Beide deutschen Mannschaften hatten keine leichten Gegner: Die Damen mussten gegen Polen ran, die Herren sahen sich Norwegen gegenüber. Die zahlreichen Fans konnten also Handballspiele auf höchstem Niveau erwarten.

Ein Bericht von Marco Walter

Deutschland gegen Norwegen – die Herren müssen ran

Kaum waren die Frauen in den Kabinen verschwunden, wärmten sich die Herren Mannschaften aus Deutschland und Norwegen auf. Kaum zu glauben, aber die Halle füllte sich noch mehr, bis letztendlich rund 9700 Zuschauer das Spiel vor Ort verfolgten.

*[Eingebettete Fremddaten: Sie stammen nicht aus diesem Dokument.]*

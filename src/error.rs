//! Error types for Comfort Insights

use thiserror::Error;

/// Errors that can abort a pipeline run.
///
/// Missing values and unrecognized category text are not errors; they are
/// absorbed by the classifier's absent-value rules.
#[derive(Debug, Error)]
pub enum PipelineError {
    #[error("Failed to parse dataset: {0}")]
    ParseError(String),

    #[error("Invalid JSON: {0}")]
    JsonError(#[from] serde_json::Error),

    #[error("Dataset '{dataset}' is missing required column '{column}'")]
    MissingColumn { dataset: String, column: String },

    #[error("Invalid value: {0}")]
    InvalidValue(String),

    #[error("Configuration error: {0}")]
    ConfigError(String),

    #[error("Invalid TOML: {0}")]
    TomlError(#[from] toml::de::Error),

    #[error("IO error: {0}")]
    Io(#[from] std::io::Error),

    #[error("Encoding error: {0}")]
    EncodingError(String),
}
//! Input dataset schema
//!
//! Column requirements for the respondent and comfort-food datasets, and the
//! adapter that turns JSON / NDJSON input into typed records. Structural
//! problems are caught here, before any classification runs.

mod adapter;
mod dataset;

pub use adapter::*;
pub use dataset::*;
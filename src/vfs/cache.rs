use fxhash::FxHashMap;
use parking_lot::Mutex;

use crate::vfs::types::NodeId;

/// Bounded ring of nodes whose reference count dropped to zero.
///
/// An inserted node stays linked in the tree; the ring entry is the deletion
/// authority for it. When a slot is reused, the previous occupant is handed
/// back to the graph for in-memory deletion. A node that becomes referenced
/// again must be forgotten before its reference is used, so the ring never
/// holds a live node.
pub(crate) struct EvictionCache {
    inner: Mutex<CacheInner>,
}

struct CacheInner {
    slots: Vec<Option<NodeId>>,
    /// Reverse map from node id to occupied slot, for O(1) forget.
    index: FxHashMap<u64, usize>,
    idx: usize,
}

impl EvictionCache {
    pub fn new(capacity: usize) -> Self {
        EvictionCache {
            inner: Mutex::new(CacheInner {
                slots: vec![None; capacity],
                index: FxHashMap::default(),
                idx: 0,
            }),
        }
    }

    /// Insert a zero-ref node, returning the evicted previous occupant of the
    /// slot, if any. Inserting an already-cached node is a no-op.
    pub fn push(&self, id: NodeId) -> Option<NodeId> {
        let mut inner = self.inner.lock();
        if inner.index.contains_key(&id.0) {
            return None;
        }

        inner.idx = (inner.idx + 1) % inner.slots.len();
        let slot = inner.idx;

        let evicted = inner.slots[slot].take();
        if let Some(old) = evicted {
            inner.index.remove(&old.0);
        }

        inner.slots[slot] = Some(id);
        inner.index.insert(id.0, slot);

        evicted
    }

    /// Drop a node from the ring without deleting it. Called when a cached
    /// node is referenced again or removed explicitly.
    pub fn forget(&self, id: NodeId) -> bool {
        let mut inner = self.inner.lock();
        if let Some(slot) = inner.index.remove(&id.0) {
            inner.slots[slot] = None;
            true
        } else {
            false
        }
    }

    pub fn contains(&self, id: NodeId) -> bool {
        self.inner.lock().index.contains_key(&id.0)
    }

    #[cfg(test)]
    pub fn len(&self) -> usize {
        self.inner.lock().index.len()
    }
}
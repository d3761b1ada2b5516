use std::sync::Arc;

use fxhash::FxHashMap;
use parking_lot::{Mutex, RwLock};

use crate::driver::Resource;
use crate::vfs::node::{BranchState, Node};
use crate::vfs::types::{NodeId, NodeKind, Stat};

/// The root node's id. Allocated first at init and never freed.
pub const ROOT_NODE: NodeId = NodeId(1);

/// Owns node memory: the id-keyed arena and the id allocator.
///
/// The store does not manage reference counts or locks; deletion eligibility
/// is the graph's business. Freeing a node only drops it from the table; the
/// memory goes away when the last outstanding `Arc` does.
pub(crate) struct NodeStore {
    nodes: RwLock<FxHashMap<u64, Arc<Node>>>,
    next_id: Mutex<u64>,
}

impl NodeStore {
    pub fn new() -> Self {
        NodeStore {
            nodes: RwLock::new(FxHashMap::default()),
            next_id: Mutex::new(ROOT_NODE.0),
        }
    }

    fn alloc_id(&self) -> NodeId {
        let mut next = self.next_id.lock();
        let id = *next;
        // wrapping_add for parity with handle allocators elsewhere - exhausting
        // u64 is not a practical concern
        *next = next.wrapping_add(1);
        NodeId(id)
    }

    /// Allocate and register a node. The caller is responsible for attaching
    /// it to a parent's child list.
    pub fn new_node(
        &self,
        name: String,
        parent: Option<NodeId>,
        kind: NodeKind,
        mount: Option<NodeId>,
        stat: Stat,
        resource: Option<Arc<Resource>>,
    ) -> Arc<Node> {
        let id = self.alloc_id();
        let node = Arc::new(Node::new(id, name, parent, kind, mount, stat, resource));
        self.nodes.write().insert(id.0, Arc::clone(&node));
        node
    }

    pub fn get(&self, id: NodeId) -> Option<Arc<Node>> {
        self.nodes.read().get(&id.0).cloned()
    }

    /// Drop a node from the arena. Returns the node so the caller can finish
    /// releasing its resource.
    pub fn free(&self, id: NodeId) -> Option<Arc<Node>> {
        self.nodes.write().remove(&id.0)
    }

    pub fn len(&self) -> usize {
        self.nodes.read().len()
    }
}

/// Prepend a child at the head of a parent's child list. The caller holds the
/// parent's branch lock.
pub(crate) fn attach_child(parent: &mut BranchState, child: NodeId) {
    parent.children.insert(0, child);
}

/// Remove a child from a parent's child list. The caller holds the parent's
/// branch lock.
pub(crate) fn detach_child(parent: &mut BranchState, child: NodeId) {
    parent.children.retain(|&id| id != child);
}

Die Ausgangssituation: Auch hier konnten die Fans ein spannendes Spiel erwarten – Norwegen als amtierender Vizeweltmeister gegen die deutschen „Bad-Boys“. Besonders für Norwegen war dieses Spiel ein wichtiges Testspiel, denn sie müssen sich noch in den nächsten Wochen für die Handball Weltmeisterschaft 2019, die in und Deutschland und Dänemark stattfindet, qualifizieren. Deutschland ist bereits qualifiziert.

Die erste Halbzeit

Beide Mannschaften sind gut in eine packende erste Halbzeit gestartet. Man könnte fast von einem fulminanten Start sprechen: Nach vier Minuten schon jeweils eine gelbe Karte und ein 4:4 Spielstand. Die Nationalteams spielten strak auf, das Tempo war sehr hoch, viel lief über Tempogegenstöße. Das Spiel war sehr ausgeglichen und Deutschland schaffte es nicht, über eine 1- Tor- Führung hinauszugehen, Norwegen blieb immer nah dran. Auch hier zeichnete sich ein knappes Spiel ab. Zeitweise war Norwegen die bessere Mannschaft und konnte mit zwei Toren in Führung gehen. In der Schlussphase der ersten Halbzeit holte Deutschland wieder auf einen 15:15 Halbzeitstand auf.

Zweite Halbzeit

Mit einer weiterhin großartigen Stimmung der Fans starteten beide Teams nun in die zweite Hälfte. Deutschland kam nicht ganz so gut ins Spiel, sie wirkten teils unkonzentriert und die letzte Konsequenz im Angriff fehlte. So stand es nach 40 Minuten 18:22. Die deutsche Mannschaft schaffte es nicht die erspielten Chancen zu nutzen und die sehr gute norwegische Abwehr zu knacken. So konnten die Norweger ihre Führung auf 19:25 ausbauen. Großen Anteil daran hatte vor allem auch der Torwart der Norweger. Trotz des Rückstandes hörten die Fans nicht auf, Stimmung zu machen, sie gaben sogar noch mehr Gas und versuchten so, die deutsche Mannschaft zu unterstützen. Das hatte Wirkung: Die Deutschen fanden wieder zu ihrer Stärke und spielten besser. Trotzdem dann der Endstand: Norwegen gewann mit 30:25 gegen eine sichtlich enttäuschte deutsche Nationalmannschaft. Dabei handelt es sich um eine vergleichsweise hohe Niederlage für die Deutschen. Gründe sind hierfür sicherlich die lange und anstrengende Handball-Saison und daher auch die fehlende Trainingszeit des deutschen Teams. Für die Deutschen geht es nun weiter nach Japan ins Trainingslager und die Norweger versuchen sich für die WM zu qualifizieren.

Trotz der Niederlage im zweiten Spiel war es ein großartiges Doppel-Länderspiel und München hat sehr gut bewiesen, dass ihnen Handball Spaß macht. Das ist die beste Voraussetzung für die WM-Spiele im Januar 2019.